In Recording Controls, I've got "Stereo Mix" selected as the input.  Also, the incoming live broadcasts sound normal.  Since it seems to be working ok again now, I'll have to try it out longer.  I noticed that the last time the problem happened, ALL recordings from a given day were bad.  Therefore, it seems like the problem doesn't crop up in the middle of a recording session, but rather from the start of a new day's session.

When the problem comes up again, I'll try to troubleshoot further.  

Thanks,

Tae

Lane

I've found the same thing.

But it appears to be from source to source

I recorded the led zepellin channel on aol radio - tinny
classic rock - no problem
had the same experience w/ non aol sources

it seems to be hit and miss

Lane

Thomas

Hi Lane,

Are you using an equalizer while you record?
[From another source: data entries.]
//! Asynchronous batch replay strategy
//!
//! Multi-threaded implementation of [`ReplayStrategy`]. Commands are read in
//! batches; within a batch, runs of consecutive read-only commands execute
//! concurrently while every mutating command acts as a barrier.
//!
//! # Architecture
//!
//! ```text
//! AsyncReplayStrategy
//!     ├── BatchConfig (batch_size, max_concurrent)
//!     ├── AsyncReader (batch CSV reading)
//!     └── TransactionService (shared, Arc-backed)
//!             └── executed on blocking workers via spawn_blocking
//! ```
//!
//! # Ordering
//!
//! - Batches are replayed one after another
//! - A mutating command starts only after everything before it finished
//! - Outcomes are written in input order, so the output matches the
//!   synchronous strategy for the same input

use crate::core::TransactionService;
use crate::io::{AsyncReader, ViewWriter};
use crate::strategy::{execute, write_outcome, CommandOutcome, ReplayStrategy};
use crate::types::{Command, PaymentError};
use futures::future::join_all;
use std::io::{ErrorKind, Write};
use std::mem;
use std::path::Path;
use tokio_util::compat::TokioAsyncReadCompatExt;
use tracing::{debug, error, warn};

/// Configuration for batch replay
#[derive(Clone, Debug, PartialEq)]
pub struct BatchConfig {
    /// Number of commands read per batch
    pub batch_size: usize,
    /// Maximum number of read-only commands executing at once
    pub max_concurrent: usize,
}

impl Default for BatchConfig {
    fn default() -> Self {
        Self {
            batch_size: 1000,
            max_concurrent: num_cpus::get(),
        }
    }
}

impl BatchConfig {
    /// Create a new BatchConfig, replacing zero values with defaults
    pub fn new(batch_size: usize, max_concurrent: usize) -> Self {
        let default = Self::default();

        let batch_size = if batch_size == 0 {
            warn!(
                "Invalid batch_size ({}), using default ({})",
                batch_size, default.batch_size
            );
            default.batch_size
        } else {
            batch_size
        };

        let max_concurrent = if max_concurrent == 0 {
            warn!(
                "Invalid max_concurrent ({}), using default ({})",
                max_concurrent, default.max_concurrent
            );
            default.max_concurrent
        } else {
            max_concurrent
        };

        Self {
            batch_size,
            max_concurrent,
        }
    }
}

/// Asynchronous batch replay strategy
#[derive(Debug, Clone)]
pub struct AsyncReplayStrategy {
    config: BatchConfig,
    service: TransactionService,
}

impl AsyncReplayStrategy {
    pub fn new(config: BatchConfig, service: TransactionService) -> Self {
        Self { config, service }
    }

    /// Replay one batch, returning outcomes in input order
    async fn replay_batch(&self, batch: Vec<Command>) -> Vec<CommandOutcome> {
        let mut outcomes = Vec::with_capacity(batch.len());
        let mut reads = Vec::new();

        for command in batch {
            if command.is_read_only() {
                reads.push(command);
                continue;
            }

            outcomes.extend(self.run_concurrently(mem::take(&mut reads)).await);
            outcomes.extend(self.run_concurrently(vec![command]).await);
        }
        outcomes.extend(self.run_concurrently(reads).await);

        outcomes
    }

    /// Execute commands on blocking workers, at most `max_concurrent` at once
    async fn run_concurrently(&self, commands: Vec<Command>) -> Vec<CommandOutcome> {
        let mut outcomes = Vec::with_capacity(commands.len());
        let mut pending = commands.into_iter().peekable();

        while pending.peek().is_some() {
            let (labels, tasks): (Vec<_>, Vec<_>) = pending
                .by_ref()
                .take(self.config.max_concurrent)
                .map(|command| {
                    let label = (command.to_string(), command.name());
                    let service = self.service.clone();
                    let task = tokio::task::spawn_blocking(move || execute(&service, command));
                    (label, task)
                })
                .unzip();
            debug!(commands = tasks.len(), "Executing commands");

            for ((command, name), joined) in labels.into_iter().zip(join_all(tasks).await) {
                match joined {
                    Ok(outcome) => outcomes.push(outcome),
                    Err(e) => {
                        error!(command = %command, "Task panicked: {:?}", e);
                        outcomes.push(CommandOutcome {
                            command,
                            name,
                            result: Err(PaymentError::store_failure("execute", e.to_string())),
                        });
                    }
                }
            }
        }

        outcomes
    }
}

impl ReplayStrategy for AsyncReplayStrategy {
    fn process(&self, input_path: &Path, output: &mut dyn Write) -> Result<(), PaymentError> {
        let runtime = tokio::runtime::Builder::new_multi_thread()
            .worker_threads(self.config.max_concurrent)
            .build()
            .map_err(|e| PaymentError::IoError {
                message: format!("Failed to create tokio runtime: {}", e),
            })?;

        runtime.block_on(async {
            let file = tokio::fs::File::open(input_path)
                .await
                .map_err(|e| match e.kind() {
                    ErrorKind::NotFound => PaymentError::FileNotFound {
                        path: input_path.display().to_string(),
                    },
                    _ => PaymentError::IoError {
                        message: format!("Failed to open file '{}': {}", input_path.display(), e),
                    },
                })?;

            let mut reader = AsyncReader::new(file.compat());
            let mut writer = ViewWriter::new(output)?;

            loop {
                let batch = reader.read_batch(self.config.batch_size).await;
                if batch.is_empty() {
                    break;
                }

                for outcome in self.replay_batch(batch).await {
                    write_outcome(&mut writer, outcome)?;
                }
            }

            writer.flush()
        })
    }
}

#[cfg(test)]
mod tests {
    use super::*;
    use crate::core::{InMemoryRepository, ServiceConfig};
    use crate::types::{Description, PaymentMethod, Transaction};
    use rust_decimal::Decimal;
    use std::sync::Arc;
    use tempfile::NamedTempFile;

    const HEADER: &str = "command,id,value,establishment,merchant_code,payment_type,instalments,description_id,payment_method_id,nsu,authorization_code,status\n";

    /// Helper function to create a temporary CSV file for testing
    fn create_temp_csv(rows: &str) -> NamedTempFile {
        let mut file = NamedTempFile::new().expect("Failed to create temp file");
        file.write_all(format!("{}{}", HEADER, rows).as_bytes())
            .expect("Failed to write to temp file");
        file.flush().expect("Failed to flush temp file");
        file
    }

    fn service() -> TransactionService {
        TransactionService::from_config(
            &ServiceConfig::default(),
            Arc::new(InMemoryRepository::new()),
        )
    }

    fn pay(value: i64) -> Command {
        Command::Pay(Transaction::new(
            Description::new(Decimal::new(value, 0), "PUC Minas", "00000000000000"),
            PaymentMethod::new("DEBITO", 1),
        ))
    }

    #[test]
    fn test_batch_config_zero_values_fall_back() {
        let config = BatchConfig::new(0, 0);
        assert_eq!(config, BatchConfig::default());

        let config = BatchConfig::new(5, 2);
        assert_eq!(config.batch_size, 5);
        assert_eq!(config.max_concurrent, 2);
    }

    #[tokio::test(flavor = "multi_thread", worker_threads = 2)]
    async fn test_replay_batch_preserves_input_order() {
        let strategy = AsyncReplayStrategy::new(BatchConfig::new(100, 2), service());

        let outcomes = strategy
            .replay_batch(vec![
                Command::FindById(1),
                pay(10),
                Command::FindById(1),
                pay(20),
                Command::FindById(2),
                Command::FindAll,
                Command::Reverse(1),
                Command::FindById(1),
            ])
            .await;

        let names: Vec<_> = outcomes.iter().map(|o| o.name).collect();
        assert_eq!(
            names,
            vec!["find", "pay", "find", "pay", "find", "find_all", "reverse", "find"]
        );
        assert!(outcomes[0].result.is_err());
        assert_eq!(outcomes[2].result.as_ref().unwrap()[0].id, 1);
        assert_eq!(outcomes[4].result.as_ref().unwrap()[0].id, 2);
        assert_eq!(outcomes[5].result.as_ref().unwrap().len(), 2);
        assert_eq!(
            outcomes[7].result.as_ref().unwrap()[0].status().as_str(),
            "DENIED"
        );
    }

    #[test]
    fn test_async_strategy_replays_across_batches() {
        let file = create_temp_csv(
            "pay,,10,Shop,123,DEBITO,1\n\
             find,1\n\
             pay,,20,Shop,123,DEBITO,1\n\
             find_all\n\
             reverse,2\n",
        );
        let strategy = AsyncReplayStrategy::new(BatchConfig::new(2, 2), service());
        let mut output = Vec::new();

        strategy.process(file.path(), &mut output).unwrap();

        let output = String::from_utf8(output).unwrap();
        let commands: Vec<_> = output
            .lines()
            .skip(1)
            .map(|line| line.split(',').next().unwrap_or_default())
            .collect();
        assert_eq!(
            commands,
            vec!["pay", "find", "pay", "find_all", "find_all", "reverse"]
        );
    }

    #[test]
    fn test_async_strategy_handles_missing_file() {
        let strategy = AsyncReplayStrategy::new(BatchConfig::default(), service());
        let mut output = Vec::new();

        let result = strategy.process(Path::new("nonexistent.csv"), &mut output);
        assert_eq!(
            result.unwrap_err(),
            PaymentError::FileNotFound {
                path: "nonexistent.csv".to_string()
            }
        );
    }
}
This certainly influences the recording quality.

I'd like to trace this if you could give some more hints.

Thomas
Bitte beachten Sie das Urheberrecht und verstoßen Sie nicht gegen von Ihnen akzeptierte Geschäftsbedingungen.
Please don't violate copyright laws and observe the terms that you agreed to.

ablehalle

I seem to be having the same problems as these people.  Can't get it to work at all despite major playing around.  Ahhhhhhhhh!

I'm stuck for ideas.

wny

I bet this is going to turn out to be AOMrecord's volume settings not taking hold when you run the program.  This has happened to me several times and happens most often:

1) When you are playing the streaming audio you want to record before you launch AOMrecord.  Do it the other way around.

2) If you touch any software volume setting outside of AOMrecord.  If you mess with the volume using Real Player or Windows Media (or Windows own volume control) , it will cause AOMrecord to disregard its own volume settings.

AOMrecord is conservative about volume levels.  When I run the software, the audio level drops considerably and for me that is a sign AOMrecord's settings are working properly.

If your volume settings are set too high, you will record very distorted scratchy audio.  If you load the audio file into a sound editor and just see a solid block of sound instead of normal peaks and valleys, that is the problem.

It is not hard to mistake overdriven audio for scratchy or tinny sound.

I particularly suspect this might be the cause if on some days it works fine and on others it does not.  

Always remember to reset your peak volume settings if you plan on switching between AOL and other streaming services - their default volumes differ.